## [Task objective]
Of the entries below, copy only those lines that contain the word "Constraint".

## [Material provided]
//! Human-readable ticket identifier formats.
//!
//! Formatting is a pure function of `(date, sequence)` — the atomic part of
//! id allocation lives in the durable counter, not here.

use chrono::NaiveDate;

/// Format a final ticket id: `TKT-YYYYMMDD-NNNN`.
///
/// The sequence is zero-padded to 4 digits and widens beyond 9999.
pub fn format_final_id(date: NaiveDate, sequence: u64) -> String {
    format!("TKT-{}-{:04}", date.format("%Y%m%d"), sequence)
}

/// Format a temporary ticket id: `TEMP-<STAGE>-YYYYMMDD-NNNN`.
///
/// `stage_token` names the work the pipeline is about to do (e.g. `FIELDS`).
pub fn format_temp_id(stage_token: &str, date: NaiveDate, sequence: u64) -> String {
    format!("TEMP-{}-{}-{:04}", stage_token, date.format("%Y%m%d"), sequence)
}

/// Extract the `YYYYMMDD` day component of a ticket id, if well-formed.
/// Used by the store's date-range filter.
pub fn ticket_day(id: &str) -> Option<&str> {
    let parts: Vec<&str> = id.split('-').collect();
    let day = match parts.as_slice() {
        ["TKT", day, _seq] => day,
        ["TEMP", _stage, day, _seq] => day,
        _ => return None,
    };
    (day.len() == 8 && day.bytes().all(|b| b.is_ascii_digit())).then_some(*day)
}
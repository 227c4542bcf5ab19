//! Error types for Maildesk.

use std::time::Duration;

/// Top-level error type for the service.
#[derive(Debug, thiserror::Error)]
pub enum Error {
    #[error("Configuration error: {0}")]
    Config(#[from] ConfigError),

    #[error("Store error: {0}")]
    Store(#[from] StoreError),

    #[error("Capability error: {0}")]
    Capability(#[from] CapabilityError),

    #[error("Mail error: {0}")]
    Mail(#[from] MailError),

    #[error("Rules error: {0}")]
    Rules(#[from] RulesError),

    #[error("Pipeline error: {0}")]
    Pipeline(#[from] PipelineError),
}

/// Configuration-related errors.
#[derive(Debug, thiserror::Error)]
pub enum ConfigError {
    #[error("Missing required environment variable: {0}")]
    MissingEnvVar(String),

    #[error("Invalid configuration value for {key}: {message}")]
    InvalidValue { key: String, message: String },

    #[error("IO error: {0}")]
    Io(#[from] std::io::Error),
}

/// Ticket store and counter errors.
#[derive(Debug, thiserror::Error)]
pub enum StoreError {
    #[error("Backend error: {0}")]
    Backend(String),

    #[error("Ticket not found: {id}")]
    NotFound { id: String },

    #[error("Record {id} is {status} and immutable")]
    Immutable { id: String, status: String },

    #[error("Constraint violation: {0}")]
    Constraint(String),

    #[error("Durable counter unavailable: {0}")]
    CounterUnavailable(String),

    #[error("Serialization error: {0}")]
    Serialization(String),

    #[error("Migration failed: {0}")]
    Migration(String),
}

/// Extraction/classification capability errors.
///
/// `Transient` failures are retried with bounded backoff without advancing
/// or regressing ticket state; everything else is permanent for the attempt.
#[derive(Debug, thiserror::Error)]
pub enum CapabilityError {
    #[error("Transient capability failure: {0}")]
    Transient(String),

    #[error("Invalid capability response: {0}")]
    Invalid(String),

    #[error("Capability {name} timed out after {timeout:?}")]
    Timeout { name: String, timeout: Duration },
}

impl CapabilityError {
    /// Whether a retry could plausibly succeed.
    pub fn is_transient(&self) -> bool {
        matches!(self, Self::Transient(_) | Self::Timeout { .. })
    }
}

/// Outbound mail errors.
#[derive(Debug, thiserror::Error)]
pub enum MailError {
    #[error("Failed to send to {to}: {reason}")]
    SendFailed { to: String, reason: String },

    #[error("Invalid message: {0}")]
    InvalidMessage(String),
}

/// Rule table errors (loading only — evaluation never fails).
#[derive(Debug, thiserror::Error)]
pub enum RulesError {
    #[error("Failed to parse rule table: {0}")]
    Parse(String),

    #[error("Invalid rule pattern for subcategory {subcategory}: {message}")]
    InvalidPattern {
        subcategory: String,
        message: String,
    },
}

/// Pipeline orchestration errors.
#[derive(Debug, thiserror::Error)]
pub enum PipelineError {
    #[error("Store error: {0}")]
    Store(#[from] StoreError),

    #[error("Capability error: {0}")]
    Capability(#[from] CapabilityError),

    #[error("Mail error: {0}")]
    Mail(#[from] MailError),

    #[error("Reply on thread {thread_id} matches {count} active tickets")]
    CorrelationAmbiguous { thread_id: String, count: usize },

    #[error("Ticket {id}: illegal stage transition {from} -> {to}")]
    IllegalTransition { id: String, from: String, to: String },

    #[error("Gave up on concurrent modification of {id} after {attempts} attempts")]
    CasExhausted { id: String, attempts: u32 },

    #[error("Dispatcher is shut down")]
    Shutdown,
}

/// Result type alias for the service.
pub type Result<T> = std::result::Result<T, Error>;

## [Response box]
    #[error("Constraint violation: {0}")]
    Constraint(String),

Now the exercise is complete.